Key brain switch flicked
Researchers have worked out how to switch off a part of the brain linked to debilitating neurodegenerative disorders.
A team at Griffith University says it has taken control of a key pathway of nerve fibre breakdown in neurodegenerative disorders such as Parkinson’s disease, traumatic brain injury and glaucoma.
Their studies have revealed the structural processes behind activation and inhibition of SARM1, a key molecule in the destruction of nerve fibres.
“As a trigger for nerve fibre degeneration, understanding how the enzyme SARM1 works may help us treat several neurodegenerative conditions,” says Dr Thomas Ve from the university’s Institute for Glycomics.
“In this study we show the molecular interactions that can switch SARM1 on and off. This gives us a clear avenue for the design of new drug therapeutics.”
In neurodegenerative conditions like peripheral neuropathy, Parkinson’s disease, amyotrophic lateral sclerosis (ALS), traumatic brain injury and glaucoma, when the nerve fibres are damaged, SARM1 is activated.
“This sparks a cascade of molecular processes that leads to the self-destruction of the nerve cell’s axon, the cable that carries electric impulse away from the body of the nerve cell to the next,’’ Dr Ve said.
“Several times thinner than a human hair, but up to a metre in length for those that extend from the brain down the spinal cord, their destruction can lead to catastrophic dysfunction.”

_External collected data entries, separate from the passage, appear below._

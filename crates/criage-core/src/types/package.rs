//! Installed package records and package manifests.
//!
//! `InstalledPackage` is what the registry store persists; `PackageManifest`
//! is what a package ships inside its archive.

use chrono::{DateTime, Utc};
use serde::{Deserialize, Serialize};
use std::collections::BTreeMap;
use std::fmt;
use std::path::PathBuf;

/// Installation partition. The same name may live in both at once.
#[derive(Debug, Clone, Copy, PartialEq, Eq, PartialOrd, Ord, Hash, Serialize, Deserialize)]
#[serde(rename_all = "lowercase")]
pub enum Scope {
    Global,
    Local,
}

impl Scope {
    /// Map the `--global` style flag onto a scope
    pub fn from_global(global: bool) -> Self {
        if global {
            Scope::Global
        } else {
            Scope::Local
        }
    }

    pub fn is_global(self) -> bool {
        matches!(self, Scope::Global)
    }

    pub fn as_str(self) -> &'static str {
        match self {
            Scope::Global => "global",
            Scope::Local => "local",
        }
    }
}

impl fmt::Display for Scope {
    fn fmt(&self, f: &mut fmt::Formatter<'_>) -> fmt::Result {
        f.write_str(self.as_str())
    }
}

/// Record of one installed package, keyed by (name, scope)
#[derive(Debug, Clone, PartialEq, Eq, Serialize, Deserialize)]
pub struct InstalledPackage {
    pub name: String,
    pub version: String,
    #[serde(default)]
    pub description: String,
    #[serde(default)]
    pub author: String,
    #[serde(default)]
    pub license: String,
    pub install_date: DateTime<Utc>,
    pub install_path: PathBuf,
    /// Persisted as the `global` boolean of the partition document
    #[serde(rename = "global", with = "scope_flag")]
    pub scope: Scope,
    #[serde(default, deserialize_with = "super::null_as_default")]
    pub dependencies: BTreeMap<String, String>,
    #[serde(default)]
    pub size: u64,
    #[serde(default, deserialize_with = "super::null_as_default")]
    pub files: Vec<String>,
    #[serde(default, deserialize_with = "super::null_as_default")]
    pub scripts: BTreeMap<String, String>,
}

impl InstalledPackage {
    /// Create a record with required fields, stamped with the current time
    pub fn new(name: impl Into<String>, version: impl Into<String>, scope: Scope) -> Self {
        Self {
            name: name.into(),
            version: version.into(),
            description: String::new(),
            author: String::new(),
            license: String::new(),
            install_date: Utc::now(),
            install_path: PathBuf::new(),
            scope,
            dependencies: BTreeMap::new(),
            size: 0,
            files: Vec::new(),
            scripts: BTreeMap::new(),
        }
    }

    /// Check if this is a valid package name
    pub fn is_valid_name(name: &str) -> bool {
        !name.is_empty()
            && name
                .chars()
                .all(|c| c.is_alphanumeric() || c == '-' || c == '_' || c == '.')
            && !name.starts_with(['-', '.'])
            && !name.ends_with('-')
    }
}

mod scope_flag {
    use super::Scope;
    use serde::{Deserialize, Deserializer, Serializer};

    pub fn serialize<S: Serializer>(scope: &Scope, serializer: S) -> Result<S::Ok, S::Error> {
        serializer.serialize_bool(scope.is_global())
    }

    pub fn deserialize<'de, D: Deserializer<'de>>(deserializer: D) -> Result<Scope, D::Error> {
        bool::deserialize(deserializer).map(Scope::from_global)
    }
}

/// Lifecycle hooks declared by a package
#[derive(Debug, Clone, Default, PartialEq, Eq, Serialize, Deserialize)]
pub struct PackageHooks {
    #[serde(default, deserialize_with = "super::null_as_default")]
    pub pre_install: Vec<String>,
    #[serde(default, deserialize_with = "super::null_as_default")]
    pub post_install: Vec<String>,
    #[serde(default, deserialize_with = "super::null_as_default")]
    pub pre_remove: Vec<String>,
    #[serde(default, deserialize_with = "super::null_as_default")]
    pub post_remove: Vec<String>,
}

/// Manifest shipped at the root of every package archive
#[derive(Debug, Clone, Default, PartialEq, Serialize, Deserialize)]
pub struct PackageManifest {
    pub name: String,
    pub version: String,
    #[serde(default)]
    pub description: String,
    #[serde(default)]
    pub author: String,
    #[serde(default)]
    pub license: String,
    #[serde(default)]
    pub homepage: String,
    #[serde(default)]
    pub repository: String,
    #[serde(default, deserialize_with = "super::null_as_default")]
    pub keywords: Vec<String>,
    #[serde(default, deserialize_with = "super::null_as_default")]
    pub dependencies: BTreeMap<String, String>,
    #[serde(default, deserialize_with = "super::null_as_default")]
    pub dev_dependencies: BTreeMap<String, String>,
    #[serde(default, deserialize_with = "super::null_as_default")]
    pub files: Vec<String>,
    #[serde(default, deserialize_with = "super::null_as_default")]
    pub scripts: BTreeMap<String, String>,
    #[serde(default, skip_serializing_if = "Option::is_none")]
    pub hooks: Option<PackageHooks>,
    #[serde(
        default,
        deserialize_with = "super::null_as_default",
        skip_serializing_if = "BTreeMap::is_empty"
    )]
    pub metadata: BTreeMap<String, serde_json::Value>,
}

impl PackageManifest {
    /// File name written by `create` and preferred when reading
    pub const FILE_NAME: &'static str = "criage.json";

    /// Older archives carry JSON under this name
    pub const LEGACY_FILE_NAME: &'static str = "criage.yaml";

    /// Scaffold manifest for a freshly created package
    pub fn scaffold(name: &str, author: &str, description: &str) -> Self {
        Self {
            name: name.to_string(),
            version: "0.1.0".to_string(),
            description: description.to_string(),
            author: author.to_string(),
            license: "MIT".to_string(),
            files: vec!["src/".to_string()],
            ..Self::default()
        }
    }
}
//! Utility functions and helpers.
//!
//! Common functionality used across multiple criage crates.

pub mod hash;
pub mod path;

// Re-export commonly used utilities
pub use hash::{sha256_file, sha256_hex, verify_file_checksum};
pub use path::{dir_size, is_safe_path, normalize_path, safe_join};
//! Error reports with actionable suggestions.

use criage_core::error::CriageError;

use super::colors::ColorSupport;

/// Renders an error, its suggestion and its cause chain
pub struct ErrorFormatter {
    colors: ColorSupport,
}

impl ErrorFormatter {
    pub fn new() -> Self {
        Self {
            colors: ColorSupport::detect(),
        }
    }

    /// Format an error with context and suggestions
    pub fn format_error(&self, error: &anyhow::Error) -> String {
        let mut output = String::new();

        output.push_str(&self.colors.red("error"));
        output.push_str(": ");
        output.push_str(&error.to_string());
        output.push('\n');

        let suggestion = error
            .chain()
            .find_map(|cause| cause.downcast_ref::<CriageError>())
            .and_then(CriageError::suggestion);
        if let Some(suggestion) = suggestion {
            output.push('\n');
            output.push_str(&self.colors.dim("help"));
            output.push_str(": ");
            output.push_str(suggestion);
            output.push('\n');
        }

        for cause in error.chain().skip(1) {
            output.push('\n');
            output.push_str(&self.colors.dim("caused by"));
            output.push_str(": ");
            output.push_str(&cause.to_string());
        }

        output
    }
}

impl Default for ErrorFormatter {
    fn default() -> Self {
        Self::new()
    }
}

#[cfg(test)]
mod tests {
    use super::*;

    fn plain() -> ErrorFormatter {
        ErrorFormatter {
            colors: ColorSupport::disabled(),
        }
    }

    #[test]
    fn test_suggestion_found_through_context() {
        let error = anyhow::Error::new(CriageError::PackageNotFound {
            name: "demo".to_string(),
        })
        .context("install failed");

        let report = plain().format_error(&error);
        assert!(report.starts_with("error: install failed\n"));
        assert!(report.contains("help: Check the package name spelling"));
        assert!(report.contains("caused by: Package 'demo' not found in any repository"));
    }

    #[test]
    fn test_plain_error_has_no_help() {
        let error = anyhow::anyhow!("something odd");
        let report = plain().format_error(&error);
        assert_eq!(report, "error: something odd\n");
    }
}
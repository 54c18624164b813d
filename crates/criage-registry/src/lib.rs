//! Repository client for the criage package manager
//!
//! This crate provides the process-wide rate limiter and the HTTP client that
//! talks to criage repositories. Every outbound call waits for a permit first
//! and is issued exactly once; retry policy belongs to the caller.

pub mod api;
pub mod client;
pub mod limiter;

// Re-export main types
pub use api::{ApiResponse, RefreshResponse, SearchData, UploadResponse};
pub use client::{clamp_page, RepositoryClient, DEFAULT_PAGE_LIMIT, MAX_PAGE_LIMIT};
pub use limiter::{RateLimiter, DEFAULT_RATE};

use criage_core::error::CriageError;

/// Result type for registry operations
pub type RegistryResult<T> = Result<T, CriageError>;
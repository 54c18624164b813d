//! `create`, `build` and `publish`

use std::path::PathBuf;

use criage_archive::ArchiveFormat;

use super::CommandContext;
use crate::output::format_size;

pub async fn create(name: &str, author: &str, description: &str, ctx: &CommandContext) -> anyhow::Result<()> {
    let dir = ctx
        .manager
        .create_package(&ctx.cwd, name, author, description)
        .await?;
    ctx.output
        .success(&format!("Created package {} in {}", name, dir.display()));
    Ok(())
}

pub async fn build(
    output: Option<PathBuf>,
    format: ArchiveFormat,
    level: Option<i32>,
    ctx: &CommandContext,
) -> anyhow::Result<()> {
    let output = output.map(|path| ctx.cwd.join(path));
    let built = ctx
        .manager
        .build_package(&ctx.cwd, output.as_deref(), format, level)
        .await?;
    ctx.output.success(&format!(
        "Built {} {} -> {} ({})",
        built.manifest.name,
        built.manifest.version,
        built.path.display(),
        format_size(built.size)
    ));
    Ok(())
}

pub async fn publish(registry: Option<&str>, token: Option<&str>, ctx: &CommandContext) -> anyhow::Result<()> {
    let uploaded = ctx.manager.publish_package(&ctx.cwd, registry, token).await?;
    ctx.output.success(&format!(
        "Published {} ({})",
        uploaded.filename,
        format_size(uploaded.size)
    ));
    if !uploaded.message.is_empty() {
        ctx.output.info(&uploaded.message);
    }
    Ok(())
}
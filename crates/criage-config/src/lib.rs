//! Configuration for the criage package manager
//!
//! This crate defines the configuration model, its defaults, and the loader
//! that reads `~/.criage/config.toml` (or the older `config.json`), applies
//! `CRIAGE_*` environment overrides and validates the result.

pub mod loader;
pub mod model;

// Re-export main types
pub use loader::{ConfigLoader, ConfigSource};
pub use model::{Config, PartialConfig};

use criage_core::error::CriageError;

/// Result type for configuration operations
pub type ConfigResult<T> = Result<T, CriageError>;
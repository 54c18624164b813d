//! Registry of installed packages
//!
//! Installed-package records live in two independent partitions, one per
//! scope. Each partition is a single `packages.json` document mapping package
//! names to records, rewritten in full on every change. The in-memory view is
//! guarded by one reader/writer lock per process.

pub mod partition;
pub mod store;

// Re-export main types
pub use partition::{Partition, PARTITION_FILE};
pub use store::RegistryStore;

use criage_core::error::CriageError;

/// Result type for store operations
pub type StoreResult<T> = Result<T, CriageError>;
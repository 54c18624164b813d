//! Error types and result aliases for criage operations.
//!
//! Provides a unified error type that covers every failure a component can
//! hand back to its caller, with actionable error messages.

use crate::types::Scope;
use thiserror::Error;

/// Unified error type for all criage operations
#[derive(Error, Debug)]
pub enum CriageError {
    // Lifecycle errors
    #[error("Package '{name}' ({version}) is already installed in {scope} scope")]
    AlreadyInstalled {
        name: String,
        version: String,
        scope: Scope,
    },

    #[error("Package '{name}' is not installed in {scope} scope")]
    NotInstalled { name: String, scope: Scope },

    #[error("Package '{name}' is not installed in any scope")]
    NotInstalledAnywhere { name: String },

    #[error("Package '{name}' is already at the latest version ({version})")]
    AlreadyCurrent { name: String, version: String },

    // Resolution errors
    #[error("Package '{name}' not found in any repository")]
    PackageNotFound { name: String },

    #[error("Version '{version}' of package '{name}' not found")]
    VersionNotFound { name: String, version: String },

    #[error("Package '{name}' {version} has no build for {os}/{arch}")]
    PlatformNotFound {
        name: String,
        version: String,
        os: String,
        arch: String,
    },

    // Repository errors
    #[error("Repository unavailable: {message}")]
    RemoteUnavailable {
        message: String,
        #[source]
        source: Option<Box<dyn std::error::Error + Send + Sync>>,
    },

    #[error("Invalid credentials for repository '{repository}'")]
    InvalidCredentials { repository: String },

    // Config errors
    #[error("Failed to parse {file}: {message}")]
    TomlParse { file: String, message: String },

    #[error("Failed to parse JSON: {message}")]
    JsonParse { message: String },

    #[error("Configuration field '{field}' is invalid: {reason}")]
    ConfigValidation { field: String, reason: String },

    // Archive errors
    #[error("Archive error: {message}")]
    Archive { message: String },

    #[error("Integrity check failed for {package}: expected {expected}, got {actual}")]
    IntegrityFailure {
        package: String,
        expected: String,
        actual: String,
    },

    // IO errors
    #[error("IO error: {message}")]
    Io {
        message: String,
        #[source]
        source: std::io::Error,
    },
}

/// Result type alias for criage operations
pub type CriageResult<T> = Result<T, CriageError>;

impl CriageError {
    /// Create a remote-unavailable error from any error type
    pub fn remote<E>(message: impl Into<String>, source: E) -> Self
    where
        E: std::error::Error + Send + Sync + 'static,
    {
        Self::RemoteUnavailable {
            message: message.into(),
            source: Some(Box::new(source)),
        }
    }

    /// Create a remote-unavailable error without an underlying cause
    pub fn remote_status(message: impl Into<String>) -> Self {
        Self::RemoteUnavailable {
            message: message.into(),
            source: None,
        }
    }

    /// Create an IO error from std::io::Error
    pub fn io(message: impl Into<String>, source: std::io::Error) -> Self {
        Self::Io {
            message: message.into(),
            source,
        }
    }

    /// Create an archive error
    pub fn archive(message: impl Into<String>) -> Self {
        Self::Archive {
            message: message.into(),
        }
    }

    /// True for the "package, version or platform absent" family
    pub fn is_not_found(&self) -> bool {
        matches!(
            self,
            CriageError::PackageNotFound { .. }
                | CriageError::VersionNotFound { .. }
                | CriageError::PlatformNotFound { .. }
        )
    }

    /// Check if retrying the same call may succeed
    pub fn is_recoverable(&self) -> bool {
        matches!(
            self,
            CriageError::RemoteUnavailable { .. } | CriageError::Io { .. }
        )
    }

    /// Get a user-friendly suggestion for fixing this error
    pub fn suggestion(&self) -> Option<&'static str> {
        match self {
            CriageError::AlreadyInstalled { .. } => {
                Some("Pass --force to reinstall or install a different version")
            },
            CriageError::NotInstalled { .. } => {
                Some("Check the scope: global packages need --global")
            },
            CriageError::NotInstalledAnywhere { .. } => Some("Install it first with 'criage install'"),
            CriageError::PackageNotFound { .. } => {
                Some("Check the package name spelling or try 'criage search'")
            },
            CriageError::PlatformNotFound { .. } => {
                Some("Pass --os/--arch to pick a build published for another platform")
            },
            CriageError::RemoteUnavailable { .. } => {
                Some("Check your internet connection and try again")
            },
            CriageError::InvalidCredentials { .. } => {
                Some("Check the repository token in ~/.criage/config.toml")
            },
            _ => None,
        }
    }
}
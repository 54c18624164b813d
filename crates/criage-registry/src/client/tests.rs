//! Unit tests for the repository client

use super::*;

use serde_json::json;
use wiremock::matchers::{body_string_contains, header, method, path, query_param};
use wiremock::{Mock, MockServer, ResponseTemplate};

fn client() -> RepositoryClient {
    let limiter = Arc::new(RateLimiter::new(1000));
    RepositoryClient::new(Duration::from_secs(5), limiter).unwrap()
}

fn repo(server: &MockServer) -> Repository {
    Repository::new("test", server.uri(), 1)
}

fn demo_package() -> serde_json::Value {
    json!({
        "name": "demo",
        "description": "Demo package",
        "author": "someone",
        "license": "MIT",
        "versions": [
            {
                "version": "1.0.0",
                "files": [
                    {"os": "linux", "arch": "amd64", "format": "tar.gz", "filename": "demo-1.0.0.tar.gz", "size": 10}
                ]
            },
            {"version": "1.1.0", "files": []}
        ],
        "downloads": 42
    })
}

#[test]
fn test_clamp_page() {
    assert_eq!(clamp_page(0, 0), (1, DEFAULT_PAGE_LIMIT));
    assert_eq!(clamp_page(-3, 101), (1, DEFAULT_PAGE_LIMIT));
    assert_eq!(clamp_page(4, 100), (4, 100));
    assert_eq!(clamp_page(2, 1), (2, 1));
}

#[test]
fn test_download_url() {
    let repo = Repository::new("main", "https://packages.example.com/", 1);
    assert_eq!(
        RepositoryClient::download_url(&repo, "demo", "1.0.0", "demo-1.0.0.tar.gz"),
        "https://packages.example.com/api/v1/download/demo/1.0.0/demo-1.0.0.tar.gz"
    );
}

#[tokio::test]
async fn test_fetch_package_success() {
    let server = MockServer::start().await;
    Mock::given(method("GET"))
        .and(path("/api/v1/packages/demo"))
        .respond_with(
            ResponseTemplate::new(200).set_body_json(json!({"success": true, "data": demo_package()})),
        )
        .expect(1)
        .mount(&server)
        .await;

    let package = client().fetch_package(&repo(&server), "demo").await.unwrap();
    assert_eq!(package.name, "demo");
    assert_eq!(package.versions.len(), 2);
    assert_eq!(package.latest_version().unwrap().version, "1.1.0");
}

#[tokio::test]
async fn test_fetch_package_not_found() {
    let server = MockServer::start().await;
    Mock::given(method("GET"))
        .and(path("/api/v1/packages/missing"))
        .respond_with(ResponseTemplate::new(404))
        .mount(&server)
        .await;
    Mock::given(method("GET"))
        .and(path("/api/v1/packages/empty"))
        .respond_with(ResponseTemplate::new(200).set_body_json(json!({"success": false})))
        .mount(&server)
        .await;

    let client = client();
    let result = client.fetch_package(&repo(&server), "missing").await;
    assert!(matches!(result, Err(CriageError::PackageNotFound { .. })));

    let result = client.fetch_package(&repo(&server), "empty").await;
    assert!(matches!(result, Err(CriageError::PackageNotFound { .. })));
}

#[tokio::test]
async fn test_server_error_is_remote_unavailable_and_not_retried() {
    let server = MockServer::start().await;
    Mock::given(method("GET"))
        .and(path("/api/v1/packages/demo"))
        .respond_with(ResponseTemplate::new(503))
        .expect(1)
        .mount(&server)
        .await;

    let result = client().fetch_package(&repo(&server), "demo").await;
    match result {
        Err(err @ CriageError::RemoteUnavailable { .. }) => assert!(err.is_recoverable()),
        other => panic!("expected RemoteUnavailable, got {:?}", other),
    }
}

#[tokio::test]
async fn test_bearer_token_is_attached() {
    let server = MockServer::start().await;
    Mock::given(method("GET"))
        .and(path("/api/v1/packages/demo"))
        .and(header("Authorization", "Bearer s3cret"))
        .respond_with(
            ResponseTemplate::new(200).set_body_json(json!({"success": true, "data": demo_package()})),
        )
        .expect(1)
        .mount(&server)
        .await;

    let repo = repo(&server).with_token("s3cret");
    assert!(client().fetch_package(&repo, "demo").await.is_ok());
}

#[tokio::test]
async fn test_fetch_version_not_found_is_distinct() {
    let server = MockServer::start().await;
    Mock::given(method("GET"))
        .and(path("/api/v1/packages/demo/9.9.9"))
        .respond_with(ResponseTemplate::new(404))
        .mount(&server)
        .await;
    Mock::given(method("GET"))
        .and(path("/api/v1/packages/demo/1.0.0"))
        .respond_with(ResponseTemplate::new(200).set_body_json(json!({
            "success": true,
            "data": {"version": "1.0.0", "checksum": "abc"}
        })))
        .mount(&server)
        .await;

    let client = client();
    let result = client.fetch_version(&repo(&server), "demo", "9.9.9").await;
    match result {
        Err(CriageError::VersionNotFound { name, version }) => {
            assert_eq!(name, "demo");
            assert_eq!(version, "9.9.9");
        },
        other => panic!("expected VersionNotFound, got {:?}", other),
    }

    let version = client.fetch_version(&repo(&server), "demo", "1.0.0").await.unwrap();
    assert_eq!(version.checksum, "abc");
}

#[tokio::test]
async fn test_version_is_one_path_segment() {
    let server = MockServer::start().await;
    Mock::given(method("GET"))
        .and(path("/api/v1/packages/demo/1.0%3Fx%2Fy"))
        .respond_with(ResponseTemplate::new(404))
        .expect(1)
        .mount(&server)
        .await;

    let result = client().fetch_version(&repo(&server), "demo", "1.0?x/y").await;
    assert!(matches!(result, Err(CriageError::VersionNotFound { .. })));
}

#[tokio::test]
async fn test_search_results() {
    let server = MockServer::start().await;
    Mock::given(method("GET"))
        .and(path("/api/v1/search"))
        .and(query_param("q", "demo tool"))
        .respond_with(ResponseTemplate::new(200).set_body_json(json!({
            "success": true,
            "data": {
                "query": "demo tool",
                "results": [{"name": "demo", "version": "1.0.0", "score": 0.5}],
                "total": 1
            }
        })))
        .mount(&server)
        .await;

    let results = client().search(&repo(&server), "demo tool").await.unwrap();
    assert_eq!(results.len(), 1);
    assert_eq!(results[0].score, 0.5);
}

#[tokio::test]
async fn test_search_failure_envelope() {
    let server = MockServer::start().await;
    Mock::given(method("GET"))
        .and(path("/api/v1/search"))
        .respond_with(
            ResponseTemplate::new(200).set_body_json(json!({"success": false, "error": "index offline"})),
        )
        .mount(&server)
        .await;

    let err = client().search(&repo(&server), "x").await.unwrap_err();
    assert!(err.to_string().contains("index offline"));
}

#[tokio::test]
async fn test_list_packages_clamps_pagination() {
    let server = MockServer::start().await;
    Mock::given(method("GET"))
        .and(path("/api/v1/packages"))
        .and(query_param("page", "1"))
        .and(query_param("limit", "20"))
        .respond_with(ResponseTemplate::new(200).set_body_json(json!({
            "success": true,
            "data": {"packages": [demo_package()], "total": 1, "page": 1, "limit": 20, "total_pages": 1}
        })))
        .expect(1)
        .mount(&server)
        .await;

    let page = client().list_packages(&repo(&server), 0, 500).await.unwrap();
    assert_eq!(page.total, 1);
    assert_eq!(page.packages[0].name, "demo");
}

#[tokio::test]
async fn test_stats_and_info() {
    let server = MockServer::start().await;
    Mock::given(method("GET"))
        .and(path("/api/v1/stats"))
        .respond_with(ResponseTemplate::new(200).set_body_json(json!({
            "success": true,
            "data": {"total_downloads": 7, "total_packages": 3}
        })))
        .mount(&server)
        .await;
    Mock::given(method("GET"))
        .and(path("/api/v1/"))
        .respond_with(ResponseTemplate::new(200).set_body_json(json!({
            "success": true,
            "data": {"name": "Test Repository", "version": "1.0"}
        })))
        .mount(&server)
        .await;

    let client = client();
    let stats = client.stats(&repo(&server)).await.unwrap();
    assert_eq!(stats.total_downloads, 7);
    assert_eq!(stats.total_packages, 3);

    let info = client.repository_info(&repo(&server)).await.unwrap();
    assert_eq!(info["name"], "Test Repository");
}

#[tokio::test]
async fn test_stats_without_data_fails() {
    let server = MockServer::start().await;
    Mock::given(method("GET"))
        .and(path("/api/v1/stats"))
        .respond_with(ResponseTemplate::new(200).set_body_json(json!({"success": true})))
        .mount(&server)
        .await;

    let result = client().stats(&repo(&server)).await;
    assert!(matches!(result, Err(CriageError::RemoteUnavailable { .. })));
}

#[tokio::test]
async fn test_refresh_requires_token() {
    let server = MockServer::start().await;
    Mock::given(method("POST"))
        .and(path("/api/v1/refresh"))
        .respond_with(ResponseTemplate::new(200))
        .expect(0)
        .mount(&server)
        .await;

    let result = client().refresh_index(&repo(&server)).await;
    assert!(matches!(result, Err(CriageError::InvalidCredentials { .. })));
}

#[tokio::test]
async fn test_refresh_unauthorized_and_success() {
    let server = MockServer::start().await;
    Mock::given(method("POST"))
        .and(path("/api/v1/refresh"))
        .and(header("Authorization", "Bearer good"))
        .respond_with(ResponseTemplate::new(200).set_body_json(json!({
            "success": true,
            "message": "refreshed",
            "total_packages": 12,
            "last_updated": "2024-01-01T00:00:00Z"
        })))
        .mount(&server)
        .await;
    Mock::given(method("POST"))
        .and(path("/api/v1/refresh"))
        .and(header("Authorization", "Bearer bad"))
        .respond_with(ResponseTemplate::new(401))
        .mount(&server)
        .await;

    let client = client();
    let refreshed = client
        .refresh_index(&repo(&server).with_token("good"))
        .await
        .unwrap();
    assert_eq!(refreshed.total_packages, 12);

    let result = client.refresh_index(&repo(&server).with_token("bad")).await;
    assert!(matches!(result, Err(CriageError::InvalidCredentials { .. })));
}

#[tokio::test]
async fn test_upload_requires_created() {
    let temp = tempfile::tempdir().unwrap();
    let archive = temp.path().join("demo-1.0.0.tar.gz");
    std::fs::write(&archive, b"archive bytes").unwrap();

    let server = MockServer::start().await;
    Mock::given(method("POST"))
        .and(path("/api/v1/upload"))
        .and(header("Authorization", "Bearer created"))
        .and(body_string_contains("name=\"package\""))
        .respond_with(ResponseTemplate::new(201).set_body_json(json!({
            "success": true,
            "message": "ok",
            "filename": "demo-1.0.0.tar.gz",
            "size": 13
        })))
        .mount(&server)
        .await;
    Mock::given(method("POST"))
        .and(path("/api/v1/upload"))
        .and(header("Authorization", "Bearer ok"))
        .respond_with(ResponseTemplate::new(200).set_body_json(json!({"success": true})))
        .mount(&server)
        .await;
    Mock::given(method("POST"))
        .and(path("/api/v1/upload"))
        .and(header("Authorization", "Bearer expired"))
        .respond_with(ResponseTemplate::new(401))
        .mount(&server)
        .await;

    let client = client();
    let uploaded = client
        .upload(&repo(&server).with_token("created"), &archive)
        .await
        .unwrap();
    assert_eq!(uploaded.size, 13);

    // 200 is not a successful upload
    let result = client.upload(&repo(&server).with_token("ok"), &archive).await;
    assert!(matches!(result, Err(CriageError::RemoteUnavailable { .. })));

    let result = client.upload(&repo(&server).with_token("expired"), &archive).await;
    assert!(matches!(result, Err(CriageError::InvalidCredentials { .. })));
}

#[tokio::test]
async fn test_download_streams_to_file() {
    let temp = tempfile::tempdir().unwrap();
    let dest = temp.path().join("artifact.tmp");

    let server = MockServer::start().await;
    Mock::given(method("GET"))
        .and(path("/api/v1/download/demo/1.0.0/demo.tar.gz"))
        .respond_with(ResponseTemplate::new(200).set_body_bytes(vec![7u8; 4096]))
        .mount(&server)
        .await;

    let repo = repo(&server);
    let url = RepositoryClient::download_url(&repo, "demo", "1.0.0", "demo.tar.gz");
    let written = client().download(&repo, &url, &dest).await.unwrap();
    assert_eq!(written, 4096);
    assert_eq!(std::fs::read(&dest).unwrap().len(), 4096);

    let missing = RepositoryClient::download_url(&repo, "demo", "1.0.0", "gone.tar.gz");
    let result = client().download(&repo, &missing, &dest).await;
    tokio_test::assert_err!(result);
}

Co-author Dr Yun Shi said the SARM1 protein acts like a sensor that responds to the environment.
“It switches on when the levels of a small activator molecule nicotinamide mononucleotide (NMN) increase. The activator binds to the larger SARM1 protein like a key in a lock, opening the door to the process that leads to the breakdown of the nerve fibres,” Dr Shi said
Once unlocked, SARM1 is able to break down another key molecule called nicotinamide adenine dinucleotide (NAD+), a cellular fuel that nerve fibres need to function and stay alive.
The researchers used NMR spectroscopy to demonstrate how SARM1 consumes NAD+ and, more importantly, reveal the molecular details involved in blocking this process.
“We introduced a chemical developed by our industry partner Disarm Therapeutics and demonstrated that it reacts with the NAD+ molecule and binds tightly to SARM1 to prevent further breakdown of NAD+,” Dr Shi said.
“As a result, this chemical blocks the destructive pathway in nerve cells and may be used to improve some neurodegenerative conditions.”
The study also used structural biology tools (cryo-electron microscopy and x-ray crystallography) to determine for the first time a structure of SARM1 in complex with an inhibitor and to reveal the structural changes involved in opening the lock that activates SARM1.
“Moving forward, the goal is to build on these results, to make improved molecules to turn off this pathway which are more specific towards SARM1. If this can be achieved, it can ultimately lead to new treatments for patients suffering a variety of neurological conditions”.